ERIC Number: ED470058
Record Type: RIE
Publication Date: 2002-May
Studying Ourselves: The Academic Labor Market.
Ehrenberg, Ronald G.
This paper focuses on three academic labor market issues that researchers at Cornell University are addressing currently: (1) the declining salaries of faculty employed at public colleges and universities relative to the salaries of their counterparts at private higher education institutions; (2) the growing dispersion of average faculty salaries across academic institutions within public and private sectors; and (3) the impacts of the growing importance and costs of science on the academic labor market and universities. The forces behind the decline in the average salaries of professors in public universities relative to those at private universities are easy to identify. Fifty to 60% of this change can be explained by differences in the real tuition levels in the two sectors.
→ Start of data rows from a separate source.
//! Outbound mutated-CONNECT dialer and the inbound acceptor

use super::request::{parse_status, read_head, Normalizer, Request};
use super::{AlgenevaError, Strategy};
use crate::transport::{BoxConn, SharedDialer, StreamConn, StreamDialer, TransportError};
use async_trait::async_trait;
use std::sync::Arc;
use tokio::io::AsyncWriteExt;
use tracing::{debug, trace, warn};

impl From<AlgenevaError> for TransportError {
    fn from(e: AlgenevaError) -> Self {
        match e {
            AlgenevaError::Io(e) => TransportError::Io(e),
            other => TransportError::protocol("algeneva", other.to_string()),
        }
    }
}

/// Dialer that opens each stream with a mutated `CONNECT` to a fixed server
pub struct AlgenevaDialer {
    inner: SharedDialer,
    server: String,
    strategy: Arc<Strategy>,
}

impl AlgenevaDialer {
    /// Create a dialer for `server` (`host:port`)
    pub fn new(inner: SharedDialer, server: impl Into<String>, strategy: Strategy) -> Self {
        if inner.rewrites_http() {
            warn!(
                "algeneva: inner dialer {} rewrites HTTP, mutations may be undone",
                inner.name()
            );
        }
        Self {
            inner,
            server: server.into(),
            strategy: Arc::new(strategy),
        }
    }

    /// Server address every dial connects to
    pub fn server(&self) -> &str {
        &self.server
    }

    /// The request written for `addr`
    pub fn request_for(&self, addr: &str) -> Request {
        let mut request = Request::connect(addr);
        self.strategy.apply(&mut request);
        request
    }
}

#[async_trait]
impl StreamDialer for AlgenevaDialer {
    async fn dial_stream(&self, addr: &str) -> Result<BoxConn, TransportError> {
        let mut conn = self.inner.dial_stream(&self.server).await?;

        let request = self.request_for(addr);
        trace!("algeneva: sending {:?}", String::from_utf8_lossy(&request.to_bytes()));
        conn.write_all(&request.to_bytes()).await?;
        conn.flush().await?;

        let head = read_head(&mut conn).await?;
        let status = parse_status(&head)?;
        if status != 200 {
            return Err(TransportError::handshake(
                "algeneva",
                format!("server answered {}", status),
            ));
        }

        debug!("algeneva tunnel to {} via {}", addr, self.server);
        Ok(conn)
    }

    fn name(&self) -> &'static str {
        "algeneva"
    }

    fn rewrites_http(&self) -> bool {
        true
    }
}

/// Server side: reads a mutated request, normalizes it and answers `200`
#[derive(Debug, Clone, Default)]
pub struct AlgenevaAcceptor {
    normalizer: Normalizer,
}

impl AlgenevaAcceptor {
    pub fn new() -> Self {
        Self::default()
    }

    /// Accept one connection, returning it and the normalized request
    pub async fn accept<C: StreamConn>(&self, mut conn: C) -> Result<(C, Request), TransportError> {
        let head = read_head(&mut conn).await?;

        let request = match self.normalizer.normalize(&head) {
            Ok(request) if request.method == "CONNECT" && request.target().is_some() => request,
            Ok(request) => {
                conn.write_all(b"HTTP/1.1 405 Method Not Allowed\r\n\r\n").await?;
                return Err(TransportError::handshake(
                    "algeneva",
                    format!("expected CONNECT, got {}", request.method),
                ));
            }
            Err(e) => {
                conn.write_all(b"HTTP/1.1 400 Bad Request\r\n\r\n").await?;
                return Err(e.into());
            }
        };

        conn.write_all(b"HTTP/1.1 200 OK\r\n\r\n").await?;
        conn.flush().await?;
        Ok((conn, request))
    }
}

#[cfg(test)]
mod tests {
    use super::*;
    use crate::transport::PlainConn;
    use tokio::io::AsyncReadExt;

    struct PipeDialer {
        conn: parking_lot::Mutex<Option<BoxConn>>,
    }

    #[async_trait]
    impl StreamDialer for PipeDialer {
        async fn dial_stream(&self, _addr: &str) -> Result<BoxConn, TransportError> {
            self.conn.lock().take().ok_or(TransportError::Closed)
        }

        fn name(&self) -> &'static str {
            "pipe"
        }
    }

    fn pipe() -> (Arc<PipeDialer>, PlainConn<tokio::io::DuplexStream>) {
        let (a, b) = tokio::io::duplex(4096);
        let dialer = PipeDialer {
            conn: parking_lot::Mutex::new(Some(Box::new(PlainConn::new(a)))),
        };
        (Arc::new(dialer), PlainConn::new(b))
    }

    #[tokio::test]
    async fn test_dial_and_accept() {
        let (inner, server_end) = pipe();
        let strategy: Strategy = "[HTTP:host:*]-changecase{upper}-|".parse().unwrap();
        let dialer = AlgenevaDialer::new(inner, "proxy.test:80", strategy);

        let server = tokio::spawn(async move {
            let (mut conn, request) = AlgenevaAcceptor::new().accept(server_end).await.unwrap();
            let mut buf = [0u8; 5];
            conn.read_exact(&mut buf).await.unwrap();
            (request, buf)
        });

        let mut conn = dialer.dial_stream("example.com:443").await.unwrap();
        conn.write_all(b"hello").await.unwrap();

        let (request, buf) = server.await.unwrap();
        assert_eq!(request.target(), Some("example.com:443"));
        assert_eq!(request.header("host"), Some("EXAMPLE.COM:443"));
        assert_eq!(&buf, b"hello");
    }

    #[tokio::test]
    async fn test_non_200_is_dial_failure() {
        let (inner, mut server_end) = pipe();
        let strategy: Strategy = "[HTTP:method:*]-duplicate-|".parse().unwrap();
        let dialer = AlgenevaDialer::new(inner, "proxy.test:80", strategy);

        tokio::spawn(async move {
            read_head(&mut server_end).await.unwrap();
            server_end
                .write_all(b"HTTP/1.1 403 Forbidden\r\n\r\n")
                .await
                .unwrap();
        });

        match dialer.dial_stream("example.com:443").await {
            Err(TransportError::Handshake { layer, .. }) => assert_eq!(layer, "algeneva"),
            other => panic!("expected handshake failure, got {:?}", other.map(|_| ())),
        }
    }

    #[tokio::test]
    async fn test_acceptor_rejects_non_connect() {
        let (a, b) = tokio::io::duplex(1024);
        let mut client = PlainConn::new(a);
        client.write_all(b"GET / HTTP/1.1\r\nHost: x\r\n\r\n").await.unwrap();

        assert!(AlgenevaAcceptor::new().accept(PlainConn::new(b)).await.is_err());

        let mut reply = vec![0u8; 12];
        client.read_exact(&mut reply).await.unwrap();
        assert_eq!(&reply, b"HTTP/1.1 405");
    }
}
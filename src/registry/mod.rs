//! Dialer composition
//!
//! Every chain has the same shape:
//!
//! ```text
//! tcp -> [packet techniques] -> <protocol> -> multiplex -> logging
//! ```
//!
//! The protocol stage is looked up by name in a [`Registry`]. Registries
//! are plain values: build one, register builders, pass it by reference.

use crate::algeneva::{AlgenevaDialer, AlgenevaError, Strategy};
use crate::multiplex::{MuxConfig, MuxDialer, MuxError};
use crate::obfuscation::{ObfuscationError, PacketDialer};
use crate::shadowsocks::{ShadowsocksConfig, ShadowsocksDialer, ShadowsocksError};
use crate::transport::{
    join_host_port, BoxConn, ByteCounters, LoggingDialer, SharedDialer, StreamDialer,
    TcpDialer, TransportConfig, TransportError,
};
use async_trait::async_trait;
use serde::{Deserialize, Serialize};
use std::collections::HashMap;
use std::fmt;
use std::sync::Arc;
use thiserror::Error;
use tracing::info;

/// Errors in a proxy configuration
#[derive(Debug, Error)]
pub enum ConfigError {
    #[error("Unknown protocol: {0}")]
    UnknownProtocol(String),

    #[error("Missing parameter {param} for {protocol}")]
    MissingParam {
        protocol: String,
        param: &'static str,
    },

    #[error("Invalid {field}: {reason}")]
    Invalid { field: &'static str, reason: String },

    #[error("Shadowsocks: {0}")]
    Shadowsocks(#[from] ShadowsocksError),

    #[error("Algeneva: {0}")]
    Algeneva(#[from] AlgenevaError),

    #[error("Packet manipulation: {0}")]
    Obfuscation(#[from] ObfuscationError),

    #[error("Multiplex: {0}")]
    Multiplex(#[from] MuxError),
}

/// Chain construction failure, attributed to the stage that failed
#[derive(Debug, Error)]
pub enum ChainError {
    #[error("{stage} stage failed: {source}")]
    Stage {
        stage: &'static str,
        source: ConfigError,
    },
}

impl ChainError {
    fn stage(stage: &'static str) -> impl FnOnce(ConfigError) -> Self {
        move |source| ChainError::Stage { stage, source }
    }
}

/// Registry errors
#[derive(Debug, Error)]
pub enum RegistryError {
    #[error("Protocol {0} is already registered")]
    Duplicate(String),
}

/// Proxy endpoint as configured
#[derive(Debug, Clone, Default, PartialEq, Eq, Serialize, Deserialize)]
pub struct ProxyConfig {
    /// Server host
    pub server: String,
    /// Server port
    pub port: u16,
    /// Primary protocol name
    pub protocol: String,
    /// Protocol parameters
    #[serde(default)]
    pub params: HashMap<String, String>,
}

impl ProxyConfig {
    /// `host:port` of the server
    pub fn address(&self) -> String {
        join_host_port(&self.server, self.port)
    }
}

/// What a protocol builder receives
#[derive(Debug, Clone)]
pub struct ProtocolConfig {
    /// `host:port` every dial of this protocol connects to
    pub server: String,
    params: Arc<HashMap<String, String>>,
}

impl ProtocolConfig {
    pub fn new(server: impl Into<String>, params: HashMap<String, String>) -> Self {
        Self {
            server: server.into(),
            params: Arc::new(params),
        }
    }

    /// Look up a parameter
    pub fn param(&self, name: &str) -> Option<&str> {
        self.params.get(name).map(String::as_str)
    }

    /// All parameters
    pub fn params(&self) -> &HashMap<String, String> {
        &self.params
    }
}

/// Builds a protocol dialer on top of an inner dialer
pub type BuildFn =
    Box<dyn Fn(SharedDialer, &ProtocolConfig) -> Result<SharedDialer, ConfigError> + Send + Sync>;

/// Protocol builders by name
pub struct Registry {
    builders: HashMap<String, BuildFn>,
    transport: TransportConfig,
    multiplex: MuxConfig,
}

impl Default for Registry {
    fn default() -> Self {
        Self::new()
    }
}

impl Registry {
    /// Empty registry
    pub fn new() -> Self {
        Self {
            builders: HashMap::new(),
            transport: TransportConfig::default(),
            multiplex: MuxConfig::default(),
        }
    }

    /// Registry with `shadowsocks` and `algeneva`
    pub fn with_defaults() -> Self {
        let mut registry = Self::new();
        registry.builders.insert("shadowsocks".into(), Box::new(build_shadowsocks));
        registry.builders.insert("algeneva".into(), Box::new(build_algeneva));
        registry
    }

    /// TCP settings for the transport stage
    pub fn with_transport(mut self, transport: TransportConfig) -> Self {
        self.transport = transport;
        self
    }

    /// Settings for the multiplex stage
    pub fn with_multiplex(mut self, multiplex: MuxConfig) -> Self {
        self.multiplex = multiplex;
        self
    }

    /// Register a builder; names are unique
    pub fn register<F>(&mut self, name: &str, build: F) -> Result<(), RegistryError>
    where
        F: Fn(SharedDialer, &ProtocolConfig) -> Result<SharedDialer, ConfigError>
            + Send
            + Sync
            + 'static,
    {
        if self.builders.contains_key(name) {
            return Err(RegistryError::Duplicate(name.to_string()));
        }
        self.builders.insert(name.to_string(), Box::new(build));
        Ok(())
    }

    /// Registered protocol names, sorted
    pub fn protocols(&self) -> Vec<&str> {
        let mut names: Vec<&str> = self.builders.keys().map(String::as_str).collect();
        names.sort_unstable();
        names
    }

    /// Build the dialer chain for `config`
    pub fn build_chain(&self, config: &ProxyConfig) -> Result<DialerChain, ChainError> {
        let mut stages = Vec::new();
        let protocol = ProtocolConfig::new(config.address(), config.params.clone());

        // transport
        let tcp = TcpDialer::new(self.transport.clone());
        stages.push("tcp".to_string());
        let transport: SharedDialer = match protocol.param("packet") {
            Some(techniques) => {
                let packet = PacketDialer::parse(tcp, techniques)
                    .map_err(|e| ChainError::stage("transport")(e.into()))?;
                stages.push("packet".to_string());
                Arc::new(packet)
            }
            None => Arc::new(tcp),
        };

        // protocol
        let build = self
            .builders
            .get(&config.protocol)
            .ok_or_else(|| ConfigError::UnknownProtocol(config.protocol.clone()))
            .map_err(ChainError::stage("protocol"))?;
        if config.server.is_empty() || config.port == 0 {
            return Err(ChainError::stage("protocol")(ConfigError::Invalid {
                field: "server",
                reason: format!("{:?} is not a usable endpoint", config.address()),
            }));
        }
        let primary = build(transport, &protocol).map_err(ChainError::stage("protocol"))?;
        stages.push(config.protocol.clone());

        // multiplex
        let mux = MuxDialer::new(primary, self.multiplex.clone())
            .map_err(|e| ChainError::stage("multiplex")(e.into()))?;
        stages.push("multiplex".to_string());

        // logging
        let logging = Arc::new(LoggingDialer::new(Arc::new(mux)));
        stages.push("logging".to_string());

        info!("built chain {} for {}", stages.join(" -> "), protocol.server);
        Ok(DialerChain {
            stages,
            server: protocol.server,
            logging,
        })
    }
}

fn build_shadowsocks(inner: SharedDialer, config: &ProtocolConfig) -> Result<SharedDialer, ConfigError> {
    let ss = ShadowsocksConfig::from_params(config.params())?;
    Ok(Arc::new(ShadowsocksDialer::new(inner, config.server.clone(), ss)?))
}

fn build_algeneva(inner: SharedDialer, config: &ProtocolConfig) -> Result<SharedDialer, ConfigError> {
    let strategy: Strategy = config
        .param("strategy")
        .ok_or(ConfigError::MissingParam {
            protocol: "algeneva".into(),
            param: "strategy",
        })?
        .parse()?;
    Ok(Arc::new(AlgenevaDialer::new(inner, config.server.clone(), strategy)))
}

/// A built chain: its stage names and the outermost dialer
pub struct DialerChain {
    stages: Vec<String>,
    server: String,
    logging: Arc<LoggingDialer>,
}

impl DialerChain {
    /// Stage names, innermost first
    pub fn stages(&self) -> &[String] {
        &self.stages
    }

    /// Server every dial connects to
    pub fn server(&self) -> &str {
        &self.server
    }

    /// Outermost dialer
    pub fn dialer(&self) -> SharedDialer {
        self.logging.clone()
    }

    /// Bytes moved through the chain so far
    pub fn totals(&self) -> ByteCounters {
        self.logging.totals()
    }
}

impl fmt::Debug for DialerChain {
    fn fmt(&self, f: &mut fmt::Formatter<'_>) -> fmt::Result {
        f.debug_struct("DialerChain")
            .field("stages", &self.stages)
            .field("server", &self.server)
            .finish()
    }
}

#[async_trait]
impl StreamDialer for DialerChain {
    async fn dial_stream(&self, addr: &str) -> Result<BoxConn, TransportError> {
        self.logging.dial_stream(addr).await
    }

    fn name(&self) -> &'static str {
        "chain"
    }

    fn rewrites_http(&self) -> bool {
        self.logging.rewrites_http()
    }
}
Given the gap between average salaries in the two sectors, the average continuation rate for associate professors at private research and doctoral institutions did exceed the average continuation rate for associate professors at public institutions. The causes of the growing dispersion in the logarithm of average faculty salaries across institutions differ for public and private institutions. For private institutions, this dispersion seems to result from the growing dispersion of endowment wealth, and for public research universities, the growing variance in logarithms of average real salaries is due to both growing endowment per student differences and growing differences in state appropriates per student. Research on the impact of science on the university is in its infancy, but it may be that the growth of science has crowded out things other than faculty at universities. The study of academic labor markets, and the economics of higher education in general, is still at an early stage. (Contains 6 figures, 1 table, and 52 references.) (SLD)
Publication Type: Information Analyses; Speeches/Meeting Papers
Education Level: N/A
Authoring Institution: N/A
Note: Presidential address prepared for the Annual Meeting of the Society of Labor Economists (Baltimore, MD, May 3-4, 2002).